A. P : Nous présentons principalement le travail de Lee sous la forme de tirages argentiques récents des négatifs originaux réalisés par notre curatrice et imprimeuse Carole Callow. C’était la base de l’exposition de Ljubljana. Récemment, nous avons fait des tirages numériques parce qu’ils sont moins chers et qu’avec Photoshop, nous pouvons réparer les négatifs abîmés qui n’auraient pu être utilisés sinon. Nous utilisons rarement des impressions d’époque pour les expositions.
P.L. : Quels critères utilisez-vous pour sélectionner les photographies parmi les négatifs que Miller n’a jamais imprimés et qui ne furent jamais publiées de son vivant ?
A. P. : Cela dépend de la raison pour laquelle nous sélectionnons les photos. Si nous racontons une histoire — en illustrant peut-être des mots que Lee elle-même a écrit ou en cherchant une image susceptible d’offrir un contexte biographique ou historique —, nous utilisons le cliché qui montre le mieux l’événement, en tenant compte des considérations habituelles concernant la composition de l’image et sa perfection technique. Comme vous le comprendrez, dans le cadre d’un travail journalistique, le contenu de l’image peut parfois écraser nombre d’autres considérations. Même si nous préférons publier les images sans les recadrer, nous avons parfois recours à ce procédé pour rendre l’information plus claire.
D’un autre côté, si nous sélectionnons des images pour mettre en valeur le regard unique de Lee Miller — son regard surréaliste si vous préférez — nous devons être guidés dans notre choix par les images qu’elle a produites dont nous savons qu’elle les aimait et les approuvait. Il y en a peu, mais au fil des années, je crois avoir eu l’opportunité d’examiner toutes les images importantes de sa période à Paris et en Égypte, où ce regard était au summum de son expression, et cela m’aide à dénicher les autres images de ce genre qui n’ont pas été publiées. Nous imprimons ces photographies sans les recadrer et dans une tonalité qui nous semble être proche de l’intention de Lee Miller.
P.L. : Est-ce que vous opérez ces sélections seul ou avez-vous des conseillers et des curateurs pour vous aider ?
A.P. : Cela dépend du but poursuivi. Parfois, je sélectionne seul un corps de travail qui sera en définitive traité par un curateur ou un directeur photo. Quand je travaille avec un curateur ou un directeur, ils ont des thèmes spécifiques en tête pour leur livre ou leur exposition, et je me mue en conseiller, avec un degré d’influence qui varie selon l’expérience du curateur.
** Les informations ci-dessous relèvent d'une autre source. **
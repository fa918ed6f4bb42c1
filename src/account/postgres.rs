//! PostgreSQL implementation of the account and session stores.
//!
//! Schema lives in `db/sql/01_roster.sql`. Users and admins have separate
//! tables with the same columns, except that only `users` carries
//! `provider_client_ref`.

use super::{
    Account, AccountKind, AccountStore, Conflicts, NewAccount, ProfileUpdate, SessionRecord,
    SessionStore, Status, StoreError,
};
use async_trait::async_trait;
use sqlx::{postgres::PgRow, Connection, PgPool, Row};
use tracing::{info_span, Instrument, Span};

const TIMESTAMP_FORMAT: &str = r#"'YYYY-MM-DD"T"HH24:MI:SS"Z"'"#;

#[derive(Clone, Debug)]
pub struct PgStore {
    pool: PgPool,
}

impl PgStore {
    #[must_use]
    pub fn new(pool: PgPool) -> Self {
        Self { pool }
    }
}

fn db_span(operation: &'static str, statement: &str) -> Span {
    info_span!(
        "db.query",
        db.system = "postgresql",
        db.operation = operation,
        db.statement = statement
    )
}

fn returning_columns(kind: AccountKind) -> String {
    let client_ref = match kind {
        AccountKind::User => "provider_client_ref",
        AccountKind::Admin => "NULL::text AS provider_client_ref",
    };
    format!(
        "id, name, email, password_hash, status, {client_ref}, \
         to_char(created_at AT TIME ZONE 'utc', {TIMESTAMP_FORMAT}) AS created_at, \
         to_char(updated_at AT TIME ZONE 'utc', {TIMESTAMP_FORMAT}) AS updated_at"
    )
}

fn account_from_row(kind: AccountKind, row: &PgRow) -> Result<Account, sqlx::Error> {
    let token: String = row.try_get("status")?;
    let status = token.parse::<Status>().map_err(|e| sqlx::Error::ColumnDecode {
        index: "status".to_string(),
        source: Box::new(e),
    })?;

    Ok(Account {
        id: row.try_get("id")?,
        kind,
        name: row.try_get("name")?,
        email: row.try_get("email")?,
        password_hash: row.try_get("password_hash")?,
        status,
        provider_client_ref: row.try_get("provider_client_ref")?,
        created_at: row.try_get("created_at")?,
        updated_at: row.try_get("updated_at")?,
    })
}

fn is_unique_violation(err: &sqlx::Error) -> bool {
    match err {
        sqlx::Error::Database(db_err) => db_err.code().is_some_and(|code| code == "23505"),
        _ => false,
    }
}

#[async_trait]
impl AccountStore for PgStore {
    async fn ping(&self) -> Result<(), StoreError> {
        let acquire_span = info_span!(
            "db.acquire",
            db.system = "postgresql",
            db.operation = "ACQUIRE"
        );
        let mut conn = self.pool.acquire().instrument(acquire_span).await?;
        let ping_span = info_span!("db.ping", db.system = "postgresql", db.operation = "PING");
        conn.ping().instrument(ping_span).await?;
        Ok(())
    }

    async fn create(&self, account: NewAccount) -> Result<Account, StoreError> {
        let kind = account.kind;
        let query = match kind {
            AccountKind::User => format!(
                "INSERT INTO users (id, name, email, password_hash, status, provider_client_ref) \
                 VALUES ($1, $2, $3, $4, $5, $6) RETURNING {}",
                returning_columns(kind)
            ),
            AccountKind::Admin => format!(
                "INSERT INTO admins (id, name, email, password_hash, status) \
                 VALUES ($1, $2, $3, $4, $5) RETURNING {}",
                returning_columns(kind)
            ),
        };

        let mut statement = sqlx::query(&query)
            .bind(&account.id)
            .bind(&account.name)
            .bind(&account.email)
            .bind(&account.password_hash)
            .bind(Status::Pending.as_str());
        if kind == AccountKind::User {
            statement = statement.bind(&account.provider_client_ref);
        }

        let row = statement
            .fetch_one(&self.pool)
            .instrument(db_span("INSERT", &query))
            .await
            .map_err(|err| {
                if is_unique_violation(&err) {
                    StoreError::Duplicate { kind }
                } else {
                    StoreError::Database(err)
                }
            })?;

        Ok(account_from_row(kind, &row)?)
    }

    async fn find(&self, kind: AccountKind, id: &str) -> Result<Option<Account>, StoreError> {
        let query = format!(
            "SELECT {} FROM {} WHERE id = $1",
            returning_columns(kind),
            kind.table()
        );
        let row = sqlx::query(&query)
            .bind(id)
            .fetch_optional(&self.pool)
            .instrument(db_span("SELECT", &query))
            .await?;
        Ok(row.map(|row| account_from_row(kind, &row)).transpose()?)
    }

    async fn find_by_email(
        &self,
        kind: AccountKind,
        email: &str,
    ) -> Result<Option<Account>, StoreError> {
        let query = format!(
            "SELECT {} FROM {} WHERE email = $1",
            returning_columns(kind),
            kind.table()
        );
        let row = sqlx::query(&query)
            .bind(email)
            .fetch_optional(&self.pool)
            .instrument(db_span("SELECT", &query))
            .await?;
        Ok(row.map(|row| account_from_row(kind, &row)).transpose()?)
    }

    async fn conflicts(
        &self,
        kind: AccountKind,
        name: Option<&str>,
        email: Option<&str>,
        ignore_id: Option<&str>,
    ) -> Result<Conflicts, StoreError> {
        let table = kind.table();
        let query = format!(
            "SELECT \
               EXISTS(SELECT 1 FROM {table} WHERE name = $1 AND ($3::text IS NULL OR id <> $3)) AS name_taken, \
               EXISTS(SELECT 1 FROM {table} WHERE email = $2 AND ($3::text IS NULL OR id <> $3)) AS email_taken"
        );
        let row = sqlx::query(&query)
            .bind(name)
            .bind(email)
            .bind(ignore_id)
            .fetch_one(&self.pool)
            .instrument(db_span("SELECT", &query))
            .await?;
        Ok(Conflicts {
            name: row.try_get("name_taken")?,
            email: row.try_get("email_taken")?,
        })
    }

    async fn list(&self, kind: AccountKind) -> Result<Vec<Account>, StoreError> {
        let query = format!(
            "SELECT {} FROM {} ORDER BY created_at DESC",
            returning_columns(kind),
            kind.table()
        );
        let rows = sqlx::query(&query)
            .fetch_all(&self.pool)
            .instrument(db_span("SELECT", &query))
            .await?;
        Ok(rows
            .iter()
            .map(|row| account_from_row(kind, row))
            .collect::<Result<Vec<_>, _>>()?)
    }

    async fn update_profile(
        &self,
        kind: AccountKind,
        id: &str,
        update: ProfileUpdate,
    ) -> Result<Option<Account>, StoreError> {
        let query = format!(
            "UPDATE {} SET name = COALESCE($1, name), email = COALESCE($2, email), updated_at = NOW() \
             WHERE id = $3 RETURNING {}",
            kind.table(),
            returning_columns(kind)
        );
        let row = sqlx::query(&query)
            .bind(update.name)
            .bind(update.email)
            .bind(id)
            .fetch_optional(&self.pool)
            .instrument(db_span("UPDATE", &query))
            .await
            .map_err(|err| {
                if is_unique_violation(&err) {
                    StoreError::Duplicate { kind }
                } else {
                    StoreError::Database(err)
                }
            })?;
        Ok(row.map(|row| account_from_row(kind, &row)).transpose()?)
    }

    async fn save_status(
        &self,
        kind: AccountKind,
        id: &str,
        status: Status,
    ) -> Result<Option<Account>, StoreError> {
        let query = format!(
            "UPDATE {} SET status = $1, updated_at = NOW() WHERE id = $2 RETURNING {}",
            kind.table(),
            returning_columns(kind)
        );
        let row = sqlx::query(&query)
            .bind(status.as_str())
            .bind(id)
            .fetch_optional(&self.pool)
            .instrument(db_span("UPDATE", &query))
            .await?;
        Ok(row.map(|row| account_from_row(kind, &row)).transpose()?)
    }

    async fn save_password_hash(
        &self,
        kind: AccountKind,
        id: &str,
        password_hash: &str,
    ) -> Result<Option<Account>, StoreError> {
        let query = format!(
            "UPDATE {} SET password_hash = $1, updated_at = NOW() WHERE id = $2 RETURNING {}",
            kind.table(),
            returning_columns(kind)
        );
        let row = sqlx::query(&query)
            .bind(password_hash)
            .bind(id)
            .fetch_optional(&self.pool)
            .instrument(db_span("UPDATE", &query))
            .await?;
        Ok(row.map(|row| account_from_row(kind, &row)).transpose()?)
    }

    async fn delete(&self, kind: AccountKind, id: &str) -> Result<bool, StoreError> {
        let query = format!("DELETE FROM {} WHERE id = $1", kind.table());
        let result = sqlx::query(&query)
            .bind(id)
            .execute(&self.pool)
            .instrument(db_span("DELETE", &query))
            .await?;
        Ok(result.rows_affected() > 0)
    }
}

#[async_trait]
impl SessionStore for PgStore {
    async fn create_session(
        &self,
        admin_id: &str,
        token_hash: &[u8],
        ttl_seconds: i64,
    ) -> Result<(), StoreError> {
        let query = r"
            INSERT INTO admin_sessions (token_hash, admin_id, expires_at)
            VALUES ($1, $2, NOW() + make_interval(secs => $3::double precision))
        ";
        sqlx::query(query)
            .bind(token_hash)
            .bind(admin_id)
            .bind(ttl_seconds)
            .execute(&self.pool)
            .instrument(db_span("INSERT", query))
            .await?;
        Ok(())
    }

    async fn lookup_session(&self, token_hash: &[u8]) -> Result<Option<SessionRecord>, StoreError> {
        let query = r"
            SELECT admin_id, EXTRACT(EPOCH FROM expires_at)::bigint AS expires_at_unix
            FROM admin_sessions
            WHERE token_hash = $1 AND expires_at > NOW()
        ";
        let row = sqlx::query(query)
            .bind(token_hash)
            .fetch_optional(&self.pool)
            .instrument(db_span("SELECT", query))
            .await?;
        Ok(row
            .map(|row| -> Result<SessionRecord, sqlx::Error> {
                Ok(SessionRecord {
                    admin_id: row.try_get("admin_id")?,
                    expires_at_unix: row.try_get("expires_at_unix")?,
                })
            })
            .transpose()?)
    }

    async fn delete_session(&self, token_hash: &[u8]) -> Result<bool, StoreError> {
        let query = "DELETE FROM admin_sessions WHERE token_hash = $1";
        let result = sqlx::query(query)
            .bind(token_hash)
            .execute(&self.pool)
            .instrument(db_span("DELETE", query))
            .await?;
        Ok(result.rows_affected() > 0)
    }
}

#[cfg(test)]
mod tests {
    use super::*;

    #[test]
    fn admin_columns_select_null_client_ref() {
        let columns = returning_columns(AccountKind::Admin);
        assert!(columns.contains("NULL::text AS provider_client_ref"));
        let columns = returning_columns(AccountKind::User);
        assert!(columns.contains(", provider_client_ref,"));
    }

    #[test]
    fn timestamps_render_as_utc() {
        let columns = returning_columns(AccountKind::User);
        assert!(columns.contains(r#"'YYYY-MM-DD"T"HH24:MI:SS"Z"'"#));
    }
}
P.L. : J’ai cru comprendre que Miller ne parlait pas beaucoup de son travail. Existe-t-il un recueil quelconque des écrits de Miller concernant sa pratique, son attitude envers le médium en général, etc. ?
A.P. : En dehors de quelques lignes ici ou là, Lee n’a jamais fait de commentaires sur sa photographie dont nous ayons trouvé trace — juste quelques commentaires sur la colère qu’avaient déclenché chez elle des passants à Munich qui pensaient se rendre utiles en lui conseillant de ne pas prendre des photos en faisant face au soleil.
P.L. : Quel aspect du travail de Miller représente, à votre avis, sa contribution la plus importante au monde de la photographie ?
A.P. : Probablement sa production surréaliste et la manière dont son regard et son état d’esprit surréalistes ont orienté son travail dans la mode et le reportage. C’est ce qui la rend unique.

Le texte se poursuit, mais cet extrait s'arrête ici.